▸ WHAT YOU WILL DO: Gather each line containing the string "builder" from these entries.

[Stored data]
== Segment start ==

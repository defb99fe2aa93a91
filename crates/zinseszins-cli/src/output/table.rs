use serde_json::Value;
use tabled::{builder::Builder, Table};

use super::{format_scalar, result_of, rows_of};

/// Format output as tables: the per-year rows (if any), then the remaining
/// scalar fields, warnings and methodology.
pub fn print_table(value: &Value) {
    let result = result_of(value);
    match result {
        Value::Array(arr) => print_array_table(arr),
        Value::Object(map) => {
            let row_key = rows_of(result).map(|(key, rows)| {
                print_array_table(rows);
                key
            });
            let mut builder = Builder::default();
            builder.push_record(["Field", "Value"]);
            let mut any = false;
            for (key, val) in map.iter().filter(|(k, _)| Some(k.as_str()) != row_key) {
                builder.push_record([key.as_str(), &format_value(val)]);
                any = true;
            }
            if any {
                if row_key.is_some() {
                    println!();
                }
                println!("{}", Table::from(builder));
            }
        }
        _ => println!("{}", format_scalar(result)),
    }

    let Some(envelope) = value.as_object() else {
        return;
    };
    if let Some(Value::Array(warnings)) = envelope.get("warnings") {
        if !warnings.is_empty() {
            println!("\nWarnings:");
            for w in warnings.iter().filter_map(Value::as_str) {
                println!("  - {}", w);
            }
        }
    }
    if let Some(Value::String(meth)) = envelope.get("methodology") {
        println!("\nMethodology: {}", meth);
    }
}

fn print_array_table(arr: &[Value]) {
    let Some(Value::Object(first)) = arr.first() else {
        if arr.is_empty() {
            println!("(empty)");
        }
        for item in arr {
            println!("{}", format_value(item));
        }
        return;
    };

    let headers: Vec<String> = first.keys().cloned().collect();
    let mut builder = Builder::default();
    builder.push_record(&headers);
    for item in arr {
        if let Value::Object(map) = item {
            let row: Vec<String> = headers
                .iter()
                .map(|h| map.get(h.as_str()).map(format_value).unwrap_or_default())
                .collect();
            builder.push_record(row);
        }
    }
    println!("{}", Table::from(builder));
}

fn format_value(value: &Value) -> String {
    match value {
        Value::Null => "-".to_string(),
        Value::Array(arr) if arr.iter().all(|v| !v.is_object()) => {
            arr.iter().map(format_scalar).collect::<Vec<_>>().join(", ")
        }
        Value::Object(_) | Value::Array(_) => serde_json::to_string(value).unwrap_or_default(),
        _ => format_scalar(value),
    }
}
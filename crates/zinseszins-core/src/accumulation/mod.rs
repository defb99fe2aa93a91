pub mod plans;
pub mod simulate;

pub use plans::{expand_plans, SavingsPlan, SimulationElement};
pub use simulate::{run_accumulation, simulate_accumulation, AccumulationInput, AccumulationOutput};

== Segment end ==

▸ ANSWER SECTION:
use tabled::{builder::Builder, Table};
            let mut builder = Builder::default();
            builder.push_record(["Field", "Value"]);
                builder.push_record([key.as_str(), &format_value(val)]);
                println!("{}", Table::from(builder));
    let mut builder = Builder::default();
    builder.push_record(&headers);
            builder.push_record(row);
    println!("{}", Table::from(builder));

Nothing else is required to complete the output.